Clearly the purpose of war memorials is not about loss as such. What then is the purpose of war memorials? Is it to tell the reluctant combatant in future wars that he will be similarly remembered if he is killed, and so reassure him? It is to tell future generations that something that they enjoy was bought at a tremendous social cost and thus should be thought of as all the more valuable?

War memorials with the names of all the killed from an area are a post-WW1 invention. Sheer scale is important; numbers matter. It is not about a number of individual losses, but about the loss of a large part of a generation.

We only came round to erecting a public memorial showing the names of firemen killed in the Blitz fifty years later. Why did society think of them as different from combatants? Is it important that the military dead died (it is presumed) in a state of readiness to kill the enemy at any moment, and may indeed have actually killed enemy soldiers? That they had crossed, at least in thought and probably in practice, the line between non-killer and killer? Do the memorials ask us to see how many of these killers had themselves been killed? Do we remember when we look at the names that many of those remembered were themselves killers?

What is it like as a soldier to kill your first enemy combatant? Do you then feel your own death in war would somehow make sense and might perhaps even be justified? Does having broken the taboo about killing another person still, as in ‘primitive’ societies, give evidence of a manliness (the sex matters) unobtainable otherwise?

Johnson: "Every man thinks meanly of himself for not having been a soldier, or not having been at sea.” … “…The profession of soldiers and sailors has the dignity of danger. Mankind reverence those who have got over fear, which is so general a weakness." Fear of what, though? Dying? Killing? Or what?

(Does having given birth give evidence of a womanliness unobtainable otherwise? Man/woman, death/birth, yin/yang)

Note that making an inscription feels as if it keeps something – or someone – in some mysterious sense alive. Memorials such as war memorials or the Marchioness memorial do this; so does carving GT ♥ EH on a tree. ‘Their name liveth for evermore.

In WW2 a very large bomb landed near St Paul’s but did not explode. In order to save the building, bomb squad people disarmed the bomb at great risk to themselves. Was the building worth risking a human life for? Yes. We die to defend culture as well as other people.

‘He died for what he loved and believed in.Inscription on a military grave, Witton Cemetery, Birmingham.

I may put my life at risk because I see the options as being between possible oblivion and living with a self I, now, do not believe I could value enough, the self which would be if I did not put my life at hazard. ‘I could not live with myself’. Literally.

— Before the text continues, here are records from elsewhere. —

#![allow(non_snake_case)]

use darkpool_client::{
    ClientConfig,
    FailureKind,
    SessionState,
    SubmissionFlow,
    SubmissionStatus,
    TransitionInput,
    WalletSession,
    error::InvalidStateError,
    submission::SubmissionError,
    test_helpers::{
        FakeProvider,
        Reply,
        TEST_ADDRESS,
    },
    types::{
        Microcredits,
        TransactionId,
    },
    wallet::{
        ProviderError,
        SessionError,
    },
};
use std::pin::pin;

const LEO: &str = "Leo Wallet";
const PUZZLE: &str = "Puzzle Wallet";

fn session_with(providers: &[&FakeProvider]) -> WalletSession<FakeProvider> {
    WalletSession::new(providers.iter().map(|provider| (*provider).clone()).collect())
}

async fn connected_session(provider: &FakeProvider) -> WalletSession<FakeProvider> {
    let session = session_with(&[provider]);
    session.select(LEO).unwrap();
    session.connect().await.unwrap();
    session
}

fn is_signing(session: &WalletSession<FakeProvider>) -> bool {
    matches!(session.state(), SessionState::Connected { signing: true, .. })
}

#[tokio::test]
async fn list_providers__names_every_installed_provider() {
    let leo = FakeProvider::new(LEO);
    let puzzle = FakeProvider::new(PUZZLE);
    let session = session_with(&[&leo, &puzzle]);

    assert_eq!(session.list_providers(), vec![LEO, PUZZLE]);
}

#[tokio::test]
async fn connect__without_selection_is_invalid_state() {
    // given
    let provider = FakeProvider::new(LEO);
    let session = session_with(&[&provider]);

    // when
    let result = session.connect().await;

    // then
    assert_eq!(
        result,
        Err(SessionError::InvalidState(InvalidStateError::new(
            "connect",
            "disconnected"
        )))
    );
    assert_eq!(session.state(), SessionState::Disconnected);
    assert_eq!(provider.connects(), 0);
}

#[tokio::test]
async fn select__unknown_provider_is_rejected() {
    let session = session_with(&[&FakeProvider::new(LEO)]);

    let result = session.select("Shield");

    assert_eq!(result, Err(SessionError::UnknownProvider("Shield".to_owned())));
    assert_eq!(session.state(), SessionState::Disconnected);
}

#[tokio::test]
async fn connect__success_exposes_identity() {
    // given
    let provider = FakeProvider::new(LEO);
    let session = session_with(&[&provider]);
    session.select(LEO).unwrap();

    // when
    let identity = session.connect().await.unwrap();

    // then
    assert_eq!(identity.public_address.as_str(), TEST_ADDRESS);
    assert_eq!(identity.provider_name, LEO);
    assert_eq!(session.identity(), Some(identity));
}

#[tokio::test]
async fn select__while_connected_is_invalid_state() {
    // given
    let leo = FakeProvider::new(LEO);
    let puzzle = FakeProvider::new(PUZZLE);
    let session = session_with(&[&leo, &puzzle]);
    session.select(LEO).unwrap();
    session.connect().await.unwrap();

    // when
    let result = session.select(PUZZLE);

    // then
    assert!(matches!(result, Err(SessionError::InvalidState(_))));
    assert_eq!(session.identity().unwrap().provider_name, LEO);
}

#[tokio::test]
async fn connect__provider_failure_leaves_a_reselectable_session() {
    // given
    let provider = FakeProvider::new(LEO);
    provider.on_connect(Reply::Err(ProviderError::UserRejected));
    let session = session_with(&[&provider]);
    session.select(LEO).unwrap();

    // when
    let result = session.connect().await;

    // then
    assert_eq!(result, Err(SessionError::Provider(ProviderError::UserRejected)));
    assert_eq!(
        session.state(),
        SessionState::ConnectionFailed {
            provider: LEO.to_owned(),
            reason: ProviderError::UserRejected,
        }
    );
    session.select(LEO).unwrap();
    assert_eq!(
        session.state(),
        SessionState::Selecting {
            provider: LEO.to_owned()
        }
    );
}

#[tokio::test]
async fn connect__dropped_future_returns_to_selecting() {
    // given
    let provider = FakeProvider::new(LEO);
    provider.on_connect(Reply::Pending);
    let session = session_with(&[&provider]);
    session.select(LEO).unwrap();

    // when
    {
        let mut connecting = pin!(session.connect());
        assert!(futures::poll!(connecting.as_mut()).is_pending());
        assert_eq!(
            session.state(),
            SessionState::Connecting {
                provider: LEO.to_owned()
            }
        );
    }

    // then
    assert_eq!(
        session.state(),
        SessionState::Selecting {
            provider: LEO.to_owned()
        }
    );
}

#[tokio::test]
async fn connect__second_connect_while_connecting_is_invalid_state() {
    // given
    let provider = FakeProvider::new(LEO);
    provider.on_connect(Reply::Pending);
    let session = session_with(&[&provider]);
    session.select(LEO).unwrap();
    let mut first = pin!(session.connect());
    assert!(futures::poll!(first.as_mut()).is_pending());

    // when
    let second = session.connect().await;

    // then
    assert_eq!(
        second,
        Err(SessionError::InvalidState(InvalidStateError::new(
            "connect",
            "connecting"
        )))
    );
    assert_eq!(provider.connects(), 1);
    assert_eq!(
        session.state(),
        SessionState::Connecting {
            provider: LEO.to_owned()
        }
    );
}

#[tokio::test]
async fn select__unready_provider_fails_connection_until_ready() {
    // given
    let provider = FakeProvider::new(LEO);
    provider.set_ready(false);
    let session = session_with(&[&provider]);

    // when
    let result = session.select(LEO);

    // then
    assert_eq!(result, Err(SessionError::Provider(ProviderError::NotReady)));
    assert_eq!(
        session.state(),
        SessionState::ConnectionFailed {
            provider: LEO.to_owned(),
            reason: ProviderError::NotReady,
        }
    );
    assert!(matches!(
        session.connect().await,
        Err(SessionError::InvalidState(_))
    ));
    assert_eq!(provider.connects(), 0);

    provider.set_ready(true);
    session.select(LEO).unwrap();
    session.connect().await.unwrap();
    assert_eq!(session.identity().unwrap().provider_name, LEO);
}

#[tokio::test]
async fn disconnect__is_a_no_op_when_nothing_is_connected() {
    let provider = FakeProvider::new(LEO);
    let session = session_with(&[&provider]);

    session.disconnect().await.unwrap();

    assert_eq!(session.state(), SessionState::Disconnected);
    assert_eq!(provider.disconnects(), 0);
}

#[tokio::test]
async fn disconnect__clears_identity_and_notifies_provider() {
    // given
    let provider = FakeProvider::new(LEO);
    let session = connected_session(&provider).await;
    let mut states = session.subscribe();

    // when
    session.disconnect().await.unwrap();

    // then
    assert_eq!(session.identity(), None);
    assert_eq!(provider.disconnects(), 1);
    assert!(states.has_changed().unwrap());
    assert_eq!(*states.borrow_and_update(), SessionState::Disconnected);
}

#[tokio::test]
async fn session_lost__drops_identity() {
    let provider = FakeProvider::new(LEO);
    let session = connected_session(&provider).await;

    session.session_lost();

    assert_eq!(session.state(), SessionState::Disconnected);
}

#[tokio::test]
async fn place_bet__returns_record_and_settles_idle() {
    // given
    let provider = FakeProvider::new(LEO);
    provider.on_transaction(Reply::Ok(TransactionId::new("at1accepted")));
    let session = connected_session(&provider).await;
    let config = ClientConfig::default();
    let flow = SubmissionFlow::new(&session, &config);

    // when
    let record = flow.place_bet("42field", "1", "100000").await.unwrap();

    // then
    assert_eq!(record.transaction_id, TransactionId::new("at1accepted"));
    assert_eq!(
        record.explorer_url,
        "https://testnet.explorer.provable.com/transaction/at1accepted"
    );
    assert_eq!(record.intent.market_id().to_input(), "42field");
    let requests = provider.requests();
    assert_eq!(requests.len(), 1);
    assert_eq!(requests[0].program, "zk_dark_pool.aleo");
    assert_eq!(requests[0].inputs, vec!["42field", "1u8", "100000u64"]);
    assert_eq!(requests[0].fee, Microcredits::new(500_000));
    assert_eq!(flow.status(), SubmissionStatus::Idle);
    assert!(!is_signing(&session));
}

#[tokio::test]
async fn place_bet__invalid_input_never_reaches_the_wallet() {
    // given
    let provider = FakeProvider::new(LEO);
    let session = connected_session(&provider).await;
    let config = ClientConfig::default();
    let flow = SubmissionFlow::new(&session, &config);

    // when
    let result = flow.place_bet("42", "2", "100").await;

    // then
    let error = result.unwrap_err();
    assert_eq!(error.kind(), Some(FailureKind::Validation));
    assert_eq!(flow.status(), SubmissionStatus::Idle);
    assert!(provider.requests().is_empty());
}

#[tokio::test]
async fn place_bet__without_wallet_fails_as_provider_unavailable() {
    // given
    let provider = FakeProvider::new(LEO);
    let session = session_with(&[&provider]);
    let config = ClientConfig::default();
    let flow = SubmissionFlow::new(&session, &config);

    // when
    let result = flow.place_bet("42", "1", "100").await;

    // then
    assert_eq!(result, Err(SubmissionError::WalletNotConnected));
    assert_eq!(
        flow.status(),
        SubmissionStatus::Failed(FailureKind::ProviderUnavailable)
    );
    assert!(provider.requests().is_empty());
}

#[tokio::test]
async fn place_bet__while_connect_pending_fails_without_reaching_wallet() {
    // given
    let provider = FakeProvider::new(LEO);
    provider.on_connect(Reply::Pending);
    let session = session_with(&[&provider]);
    session.select(LEO).unwrap();
    let config = ClientConfig::default();
    let flow = SubmissionFlow::new(&session, &config);

    // when
    let during = {
        let mut connecting = pin!(session.connect());
        assert!(futures::poll!(connecting.as_mut()).is_pending());
        flow.place_bet("42", "1", "100").await
    };
    let after_cancel = flow.place_bet("42", "1", "100").await;

    // then
    assert_eq!(during, Err(SubmissionError::WalletNotConnected));
    assert_eq!(after_cancel, Err(SubmissionError::WalletNotConnected));
    assert_eq!(
        session.state(),
        SessionState::Selecting {
            provider: LEO.to_owned()
        }
    );
    assert!(provider.requests().is_empty());
}

#[tokio::test]
async fn place_bet__classifies_provider_rejections() {
    let cases = [
        (ProviderError::UserRejected, FailureKind::UserRejected),
        (ProviderError::InsufficientFunds, FailureKind::InsufficientFunds),
        (ProviderError::Timeout, FailureKind::ProviderUnavailable),
        (
            ProviderError::Other {
                name: "Unknown".to_owned(),
                message: "wasm trap".to_owned(),
            },
            FailureKind::Unexpected,
        ),
    ];

    for (error, expected) in cases {
        // given
        let provider = FakeProvider::new(LEO);
        provider.on_transaction(Reply::Err(error.clone()));
        let session = connected_session(&provider).await;
        let config = ClientConfig::default();
        let flow = SubmissionFlow::new(&session, &config);

        // when
        let result = flow.place_bet("42", "0", "250000").await;

        // then
        assert_eq!(result, Err(SubmissionError::Provider(error)));
        assert_eq!(flow.status(), SubmissionStatus::Failed(expected));
        assert!(!is_signing(&session));
    }
}

#[tokio::test]
async fn place_bet__lost_wallet_disconnects_session() {
    // given
    let provider = FakeProvider::new(LEO);
    provider.on_transaction(Reply::Err(ProviderError::NotConnected));
    let session = connected_session(&provider).await;
    let config = ClientConfig::default();
    let flow = SubmissionFlow::new(&session, &config);

    // when
    let error = flow.place_bet("42", "1", "1").await.unwrap_err();

    // then
    assert_eq!(error.kind(), Some(FailureKind::ProviderUnavailable));
    assert_eq!(session.state(), SessionState::Disconnected);
}

#[tokio::test]
async fn submit_until__cancelled_while_awaiting_signature_returns_to_idle() {
    // given
    let provider = FakeProvider::new(LEO);
    provider.on_transaction(Reply::Pending);
    let session = connected_session(&provider).await;
    let config = ClientConfig::default();
    let flow = SubmissionFlow::new(&session, &config);
    let mut status = flow.subscribe();
    let cancel = async move {
        let _ = status
            .wait_for(|current| *current == SubmissionStatus::AwaitingSignature)
            .await;
    };

    // when
    let result = flow
        .submit_until(&TransitionInput::place_bet("42", "1", "100000"), cancel)
        .await;

    // then
    assert_eq!(result, Err(SubmissionError::Cancelled));
    assert_eq!(flow.status(), SubmissionStatus::Idle);
    assert!(!flow.status().in_progress());
    assert!(!is_signing(&session));
    assert_eq!(provider.requests().len(), 1);
}

#[tokio::test]
async fn submit__second_submission_on_same_flow_is_rejected() {
    // given
    let provider = FakeProvider::new(LEO);
    provider.on_transaction(Reply::Pending);
    let session = connected_session(&provider).await;
    let config = ClientConfig::default();
    let flow = SubmissionFlow::new(&session, &config);
    let input = TransitionInput::place_bet("42", "1", "100000");
    let mut first = pin!(flow.submit(&input));
    assert!(futures::poll!(first.as_mut()).is_pending());

    // when
    let second = flow.submit(&input).await;

    // then
    assert_eq!(
        second,
        Err(SubmissionError::InvalidState(InvalidStateError::new(
            "submit",
            "awaiting signature"
        )))
    );
    assert_eq!(flow.status(), SubmissionStatus::AwaitingSignature);
}

#[tokio::test]
async fn request_transaction__concurrent_signature_is_rejected_by_session() {
    // given
    let provider = FakeProvider::new(LEO);
    provider.on_transaction(Reply::Pending);
    let session = connected_session(&provider).await;
    let config = ClientConfig::default();
    let first_flow = SubmissionFlow::new(&session, &config);
    let second_flow = SubmissionFlow::new(&session, &config);
    let input = TransitionInput::place_bet("42", "1", "100000");
    let mut first = pin!(first_flow.submit(&input));
    assert!(futures::poll!(first.as_mut()).is_pending());
    assert!(is_signing(&session));

    // when
    let second = second_flow.submit(&input).await;

    // then
    assert!(matches!(second, Err(SubmissionError::InvalidState(_))));
    assert_eq!(second_flow.status(), SubmissionStatus::Idle);
    assert_eq!(first_flow.status(), SubmissionStatus::AwaitingSignature);
    assert_eq!(provider.requests().len(), 1);
}

#[tokio::test]
async fn disconnect__while_signing_is_invalid_state() {
    // given
    let provider = FakeProvider::new(LEO);
    provider.on_transaction(Reply::Pending);
    let session = connected_session(&provider).await;
    let config = ClientConfig::default();
    let flow = SubmissionFlow::new(&session, &config);
    let input = TransitionInput::place_bet("42", "1", "100000");
    let mut pending = pin!(flow.submit(&input));
    assert!(futures::poll!(pending.as_mut()).is_pending());

    // when
    let result = session.disconnect().await;

    // then
    assert_eq!(
        result,
        Err(SessionError::InvalidState(InvalidStateError::new(
            "disconnect",
            "signing"
        )))
    );
}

When a person risks his or her life, three possibilities are being faced: conscious survival as a hero (albeit perhaps a crippled hero), conscious survival as a coward (perhaps only in one’s own estimation), and death. But being consciously dead is not a possibility, and the dead hero is not aware of his or her heroism. So the real choice is between living as a hero and living as a coward, and the former may seem more attractive. Do those who risk their lives actually think of the possibilities in this way when they take the risk?

Take seriously the idea of being very badly crippled, rather than killed, through an act of heroism. Which might be preferable? Why? To whom?